Statistical significance and scientific importance are distinct, equally valuable aspects of communicating the significance of statistics in scientific research
Communicating the “significance” of statistics in scientific research is often plagued by the fact that the everyday usage of “significant” is very different than the technical meaning of that term. When most people read “significant,” they interpret it to mean “big” or “important.” When statisticians say “significant,” they intend it to mean that the estimated effect size is unlikely to have arisen by chance.
Although both aspects of “significance” are key parts of communicating scientific research, those definitions clearly are not interchangeable! Unfortunately, this confusion between statistical significance and scientific importance has been so widespread (even among scientists!) that statisticians have been making recommendations for years on ways to differentiate between them when communicating scientific results (Amrhein et al., 2019; McShane et al., 2019). Despite those efforts, the two usages continue to be conflated by scientists and laypeople alike.

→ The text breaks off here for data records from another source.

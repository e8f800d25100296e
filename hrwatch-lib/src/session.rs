//! Session key material: the pre-shared key, the per-handshake randoms and the
//! file IV derived from them.

use crate::crypto::BLOCK_SIZE;
use std::fmt;

/// Size of the phone and watch random numbers
pub const RANDOM_SIZE: usize = 8;

/// Offset of the phone random inside the file IV
const IV_PHONE_OFFSET: usize = 2;
/// Number of phone random bytes copied into the file IV
const IV_PHONE_LEN: usize = 6;
/// Offset of the watch random inside the file IV
const IV_WATCH_OFFSET: usize = 9;
/// Number of watch random bytes copied into the file IV
const IV_WATCH_LEN: usize = 7;

/// 16-byte pre-shared secret of a paired watch
#[derive(Clone, Copy, PartialEq, Eq)]
pub struct SessionKey([u8; 16]);

impl SessionKey {
    pub fn new(bytes: [u8; 16]) -> Self {
        Self(bytes)
    }

    /// Parse a key from 32 hex characters (an optional `0x` prefix is accepted)
    pub fn from_hex(s: &str) -> Result<Self, hex::FromHexError> {
        let s = s.trim();
        let s = s.strip_prefix("0x").unwrap_or(s);
        let mut bytes = [0u8; 16];
        hex::decode_to_slice(s, &mut bytes)?;
        Ok(Self(bytes))
    }

    pub fn as_bytes(&self) -> &[u8; 16] {
        &self.0
    }
}

// Keep the secret out of logs.
impl fmt::Debug for SessionKey {
    fn fmt(&self, f: &mut fmt::Formatter<'_>) -> fmt::Result {
        write!(f, "SessionKey({:02x}..)", self.0[0])
    }
}

/// The random pair established by one successful handshake
#[derive(Debug, Clone, Copy, PartialEq, Eq)]
pub struct SessionRandoms {
    pub phone_random: [u8; RANDOM_SIZE],
    pub watch_random: [u8; RANDOM_SIZE],
}

impl SessionRandoms {
    pub fn new(phone_random: [u8; RANDOM_SIZE], watch_random: [u8; RANDOM_SIZE]) -> Self {
        Self {
            phone_random,
            watch_random,
        }
    }

    /// Derive the initial CTR counter block for file decryption
    pub fn file_iv(&self) -> FileIv {
        derive_file_iv(self)
    }
}

/// Initial AES-CTR counter block for one encrypted file operation
#[derive(Debug, Clone, Copy, PartialEq, Eq)]
pub struct FileIv(pub [u8; BLOCK_SIZE]);

impl FileIv {
    pub fn as_bytes(&self) -> &[u8; BLOCK_SIZE] {
        &self.0
    }
}

impl fmt::Display for FileIv {
    fn fmt(&self, f: &mut fmt::Formatter<'_>) -> fmt::Result {
        write!(f, "{}", hex::encode(self.0))
    }
}

/// Build the file IV from the session randoms
///
/// Layout (16 bytes, zero-initialised):
/// - 0x02..0x08: phone random bytes 0..6
/// - 0x09..0x10: watch random bytes 0..7
///
/// Bytes 0, 1 and 8 stay zero; the last byte of each random is unused.
pub fn derive_file_iv(randoms: &SessionRandoms) -> FileIv {
    let mut iv = [0u8; BLOCK_SIZE];
    iv[IV_PHONE_OFFSET..IV_PHONE_OFFSET + IV_PHONE_LEN].copy_from_slice(&randoms.phone_random[..IV_PHONE_LEN]);
    iv[IV_WATCH_OFFSET..IV_WATCH_OFFSET + IV_WATCH_LEN].copy_from_slice(&randoms.watch_random[..IV_WATCH_LEN]);
    FileIv(iv)
}

/// Source of the secret key for the connected watch
pub trait KeyStore: Send + Sync {
    fn secret_key(&self) -> Option<SessionKey>;
}

/// A key store holding a single key in memory
#[derive(Debug, Clone, Default)]
pub struct StaticKeyStore {
    key: Option<SessionKey>,
}

impl StaticKeyStore {
    pub fn new(key: SessionKey) -> Self {
        Self { key: Some(key) }
    }

    pub fn empty() -> Self {
        Self { key: None }
    }
}

impl KeyStore for StaticKeyStore {
    fn secret_key(&self) -> Option<SessionKey> {
        self.key
    }
}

Also contributing to the misunderstanding is that “statistics” has two different meanings: In everyday use, it refers to numeric facts. In technical usage, it refers to using numeric estimates based on randomly selected samples (subsets of a population) to draw inferences about the population.
What is “statistical significance”?
When statisticians say a result is “statistically significant,” they mean that a statistical test found evidence of an effect based on sample data. The word “statistically” is intended to emphasize that “significant” refers to “unlikely to have arisen by chance” due to how the sample was drawn (Witmer, 2019).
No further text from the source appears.